▶ [What this task involves]:
Would you copy the material below word for word, beginning with its first line and ending with the line that contains "pub use input::Input;"?

▶ [Records for processing]:
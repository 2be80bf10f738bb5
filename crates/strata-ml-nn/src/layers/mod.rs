pub mod activation;
pub mod continuous;
pub mod dense;
pub mod input;
pub mod softmax;

pub use activation::Activation;
pub use continuous::Continuous;
pub use dense::Dense;
pub use input::Input;
pub use softmax::Softmax;

use strata_ml_core::{Matrix, Parameter, StrataResult};
use strata_ml_optim::Optimizer;

use crate::deferred::Deferred;

/// One stage of the computation stack.
///
/// A layer starts uninitialized; after `initialize` it alternates forward
/// and backward passes for as long as the network lives.
pub trait Layer {
    /// Output width in features.
    fn width(&self) -> usize;

    /// One-time allocation pass. Receives the previous layer's width and
    /// reports its own, so the network can chain fan-ins through the stack.
    fn initialize(&mut self, fan_in: usize) -> StrataResult<usize>;

    /// Training-time forward pass; caches whatever backward will need.
    fn forward(&mut self, input: &Matrix) -> StrataResult<Matrix>;

    /// Inference-time forward pass; writes no caches.
    fn infer(&self, input: &Matrix) -> StrataResult<Matrix>;

    /// The trainable parameters owned by this layer.
    fn parameters(&self) -> Vec<&Parameter>;
}

/// A stage that can pass gradients toward the input.
pub trait Hidden: Layer {
    /// Consume the upstream gradient, update any owned parameters through
    /// the optimizer, and hand back a lazy gradient for the layer below.
    fn backward(
        &mut self,
        gradient: &Matrix,
        optimizer: &mut dyn Optimizer,
    ) -> StrataResult<Deferred>;
}

/// The terminal stage of the stack — the entry point of the backward pass.
pub trait Output: Layer {
    /// Mean loss over the batch plus the gradient with respect to this
    /// layer's input, computed from the activations cached by the last
    /// forward pass.
    fn cost(&self, target: &Matrix) -> StrataResult<(f64, Matrix)>;
}
// ─── Construction ───────────────────────────────────────────────────────────

impl Matrix {
    /// Create a matrix from raw row-major data.
    pub fn new(rows: usize, cols: usize, data: Vec<f64>) -> StrataResult<Self> {
        if data.len() != rows * cols {
            return Err(StrataError::ShapeMismatch {
                expected: (rows, cols),
                got: (data.len(), 1),
            });
        }
        Ok(Matrix { rows, cols, data })
    }

    /// Matrix filled with zeros.
    pub fn zeros(rows: usize, cols: usize) -> Self {
        Matrix {
            rows,
            cols,
            data: vec![0.0; rows * cols],
        }
    }

    /// Matrix filled with ones.
    pub fn ones(rows: usize, cols: usize) -> Self {
        Matrix {
            rows,
            cols,
            data: vec![1.0; rows * cols],
        }
    }

    /// Matrix filled with a constant value.
    pub fn full(rows: usize, cols: usize, value: f64) -> Self {
        Matrix {
            rows,
            cols,
            data: vec![value; rows * cols],
        }
    }

    /// Build a matrix from nested row slices.
    pub fn from_rows(rows: &[Vec<f64>]) -> StrataResult<Self> {
        if rows.is_empty() {
            return Err(StrataError::EmptyMatrix);
        }
        let cols = rows[0].len();
        for row in rows {
            if row.len() != cols {
                return Err(StrataError::ShapeMismatch {
                    expected: (rows.len(), cols),
                    got: (rows.len(), row.len()),
                });
            }
        }
        let data: Vec<f64> = rows.iter().flat_map(|r| r.iter().copied()).collect();
        Matrix::new(rows.len(), cols, data)
    }

    /// Random matrix with uniform values in [0, 1).
    pub fn rand(rows: usize, cols: usize, seed: Option<u64>) -> Self {
        let mut rng = match seed {
            Some(s) => StdRng::seed_from_u64(s),
            None => StdRng::from_entropy(),
        };
        let data: Vec<f64> = (0..rows * cols).map(|_| rng.gen::<f64>()).collect();
        Matrix { rows, cols, data }
    }

    /// Random matrix with standard normal values (Box-Muller transform).
    pub fn randn(rows: usize, cols: usize, seed: Option<u64>) -> Self {
        let mut rng = match seed {
            Some(s) => StdRng::seed_from_u64(s),
            None => StdRng::from_entropy(),
        };
        let n = rows * cols;
        let mut data = Vec::with_capacity(n);

        let mut i = 0;
        while i < n {
            let u1: f64 = rng.gen::<f64>().max(1e-10);
            let u2: f64 = rng.gen::<f64>();
            let r = (-2.0 * u1.ln()).sqrt();
            let theta = 2.0 * std::f64::consts::PI * u2;
            data.push(r * theta.cos());
            if i + 1 < n {
                data.push(r * theta.sin());
            }
            i += 2;
        }
        data.truncate(n);
        Matrix { rows, cols, data }
    }

    // ─── Accessors ──────────────────────────────────────────────────────────

    pub fn rows(&self) -> usize {
        self.rows
    }

    pub fn cols(&self) -> usize {
        self.cols
    }

    pub fn shape(&self) -> (usize, usize) {
        (self.rows, self.cols)
    }

    pub fn numel(&self) -> usize {
        self.data.len()
    }

    pub fn data(&self) -> &[f64] {
        &self.data
    }

    pub fn data_mut(&mut self) -> &mut [f64] {
        &mut self.data
    }

    pub fn get(&self, row: usize, col: usize) -> StrataResult<f64> {
        self.offset(row, col).map(|i| self.data[i])
    }

    pub fn set(&mut self, row: usize, col: usize, value: f64) -> StrataResult<()> {
        let i = self.offset(row, col)?;
        self.data[i] = value;
        Ok(())
    }

    /// Borrow one row as a slice.
    pub fn row(&self, row: usize) -> StrataResult<&[f64]> {
        if row >= self.rows {
            return Err(StrataError::IndexOutOfBounds {
                row,
                col: 0,
                rows: self.rows,
                cols: self.cols,
            });
        }
        Ok(&self.data[row * self.cols..(row + 1) * self.cols])
    }

    /// Copy out rows `start..end`.
    pub fn slice_rows(&self, start: usize, end: usize) -> StrataResult<Matrix> {
        if start >= end || end > self.rows {
            return Err(StrataError::IndexOutOfBounds {
                row: end,
                col: 0,
                rows: self.rows,
                cols: self.cols,
            });
        }
        let data = self.data[start * self.cols..end * self.cols].to_vec();
        Matrix::new(end - start, self.cols, data)
    }

    fn offset(&self, row: usize, col: usize) -> StrataResult<usize> {
        if row >= self.rows || col >= self.cols {
            return Err(StrataError::IndexOutOfBounds {
                row,
                col,
                rows: self.rows,
                cols: self.cols,
            });
        }
        Ok(row * self.cols + col)
    }

    // ─── Element-wise Unary Operations ──────────────────────────────────────

    pub fn apply<F: Fn(f64) -> f64>(&self, f: F) -> Matrix {
        Matrix {
            rows: self.rows,
            cols: self.cols,
            data: self.data.iter().map(|&x| f(x)).collect(),
        }
    }

    pub fn abs(&self) -> Matrix {
        self.apply(f64::abs)
    }

    pub fn sqrt(&self) -> Matrix {
        self.apply(f64::sqrt)
    }

    /// Clamp every element into [min, max].
    pub fn clip(&self, min: f64, max: f64) -> Matrix {
        self.apply(|x| x.max(min).min(max))
    }

    // ─── Scalar Operations ──────────────────────────────────────────────────

    pub fn add_scalar(&self, s: f64) -> Matrix {
        self.apply(|x| x + s)
    }

    pub fn sub_scalar(&self, s: f64) -> Matrix {
        self.apply(|x| x - s)
    }

    pub fn mul_scalar(&self, s: f64) -> Matrix {
        self.apply(|x| x * s)
    }

    pub fn div_scalar(&self, s: f64) -> Matrix {
        self.apply(|x| x / s)
    }

    // ─── Element-wise Binary Operations ─────────────────────────────────────

    /// Combine two same-shape matrices element by element.
    pub fn zip<F: Fn(f64, f64) -> f64>(&self, other: &Matrix, f: F) -> StrataResult<Matrix> {
        if self.shape() != other.shape() {
            return Err(StrataError::ShapeMismatch {
                expected: self.shape(),
                got: other.shape(),
            });
        }
        let data: Vec<f64> = self
            .data
            .iter()
            .zip(other.data.iter())
            .map(|(&a, &b)| f(a, b))
            .collect();
        Ok(Matrix {
            rows: self.rows,
            cols: self.cols,
            data,
        })
    }

    fn binary_op<F: Fn(f64, f64) -> f64>(&self, other: &Matrix, op: F) -> StrataResult<Matrix> {
        if self.shape() == other.shape() {
            return self.zip(other, op);
        }
        // Row broadcast: rhs is a single row repeated over the batch.
        if other.rows == 1 && other.cols == self.cols {
            let data: Vec<f64> = self
                .data
                .iter()
                .enumerate()
                .map(|(i, &a)| op(a, other.data[i % self.cols]))
                .collect();
            return Ok(Matrix {
                rows: self.rows,
                cols: self.cols,
                data,
            });
        }
        Err(StrataError::ShapeMismatch {
            expected: self.shape(),
            got: other.shape(),
        })
    }

    pub fn add(&self, other: &Matrix) -> StrataResult<Matrix> {
        self.binary_op(other, |a, b| a + b)
    }

    pub fn sub(&self, other: &Matrix) -> StrataResult<Matrix> {
        self.binary_op(other, |a, b| a - b)
    }

    pub fn mul(&self, other: &Matrix) -> StrataResult<Matrix> {
        self.binary_op(other, |a, b| a * b)
    }

    pub fn div(&self, other: &Matrix) -> StrataResult<Matrix> {
        self.binary_op(other, |a, b| a / b)
    }

    /// Element-wise maximum of two same-shape matrices.
    pub fn maximum(&self, other: &Matrix) -> StrataResult<Matrix> {
        self.zip(other, f64::max)
    }

    // ─── Matrix Multiply / Transpose ────────────────────────────────────────

    pub fn matmul(&self, other: &Matrix) -> StrataResult<Matrix> {
        if self.cols != other.rows {
            return Err(StrataError::ShapeMismatch {
                expected: (self.cols, other.cols),
                got: other.shape(),
            });
        }
        let (m, k, n) = (self.rows, self.cols, other.cols);
        let mut data = vec![0.0; m * n];
        for i in 0..m {
            for p in 0..k {
                let a = self.data[i * k + p];
                if a == 0.0 {
                    continue;
                }
                for j in 0..n {
                    data[i * n + j] += a * other.data[p * n + j];
                }
            }
        }
        Matrix::new(m, n, data)
    }

    pub fn transpose(&self) -> Matrix {
        let mut data = vec![0.0; self.numel()];
        for i in 0..self.rows {
            for j in 0..self.cols {
                data[j * self.rows + i] = self.data[i * self.cols + j];
            }
        }
        Matrix {
            rows: self.cols,
            cols: self.rows,
            data,
        }
    }

    // ─── Reductions ─────────────────────────────────────────────────────────

    /// Sum of all elements.
    pub fn sum(&self) -> f64 {
        self.data.iter().sum()
    }

    /// Mean of all elements.
    pub fn mean(&self) -> f64 {
        self.sum() / self.numel() as f64
    }

    /// Sum along an axis: 0 collapses rows to `1×cols`, 1 collapses columns
    /// to `rows×1`.
    pub fn sum_axis(&self, axis: usize) -> StrataResult<Matrix> {
        match axis {
            0 => {
                let mut data = vec![0.0; self.cols];
                for i in 0..self.rows {
                    for j in 0..self.cols {
                        data[j] += self.data[i * self.cols + j];
                    }
                }
                Matrix::new(1, self.cols, data)
            }
            1 => {
                let mut data = vec![0.0; self.rows];
                for i in 0..self.rows {
                    for j in 0..self.cols {
                        data[i] += self.data[i * self.cols + j];
                    }
                }
                Matrix::new(self.rows, 1, data)
            }
            _ => Err(StrataError::InvalidOperation(format!(
                "sum_axis requires axis 0 or 1, got {axis}"
            ))),
        }
    }

    // ─── Softmax ────────────────────────────────────────────────────────────

    /// Row-wise softmax with max-subtraction for numerical stability.
    pub fn softmax(&self) -> Matrix {
        let mut data = self.data.clone();
        for i in 0..self.rows {
            let start = i * self.cols;
            let end = start + self.cols;
            let max = data[start..end]
                .iter()
                .copied()
                .fold(f64::NEG_INFINITY, f64::max);
            let mut sum = 0.0;
            for v in &mut data[start..end] {
                *v = (*v - max).exp();
                sum += *v;
            }
            for v in &mut data[start..end] {
                *v /= sum;
            }
        }
        Matrix {
            rows: self.rows,
            cols: self.cols,
            data,
        }
    }
}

▶ [Task answer]:
repository 2be80bf10f738bb5
filename crates/strata-ml-nn/src/layers/mod.rs
pub mod activation;
pub mod continuous;
pub mod dense;
pub mod input;
pub mod softmax;

pub use activation::Activation;
pub use continuous::Continuous;
pub use dense::Dense;
pub use input::Input;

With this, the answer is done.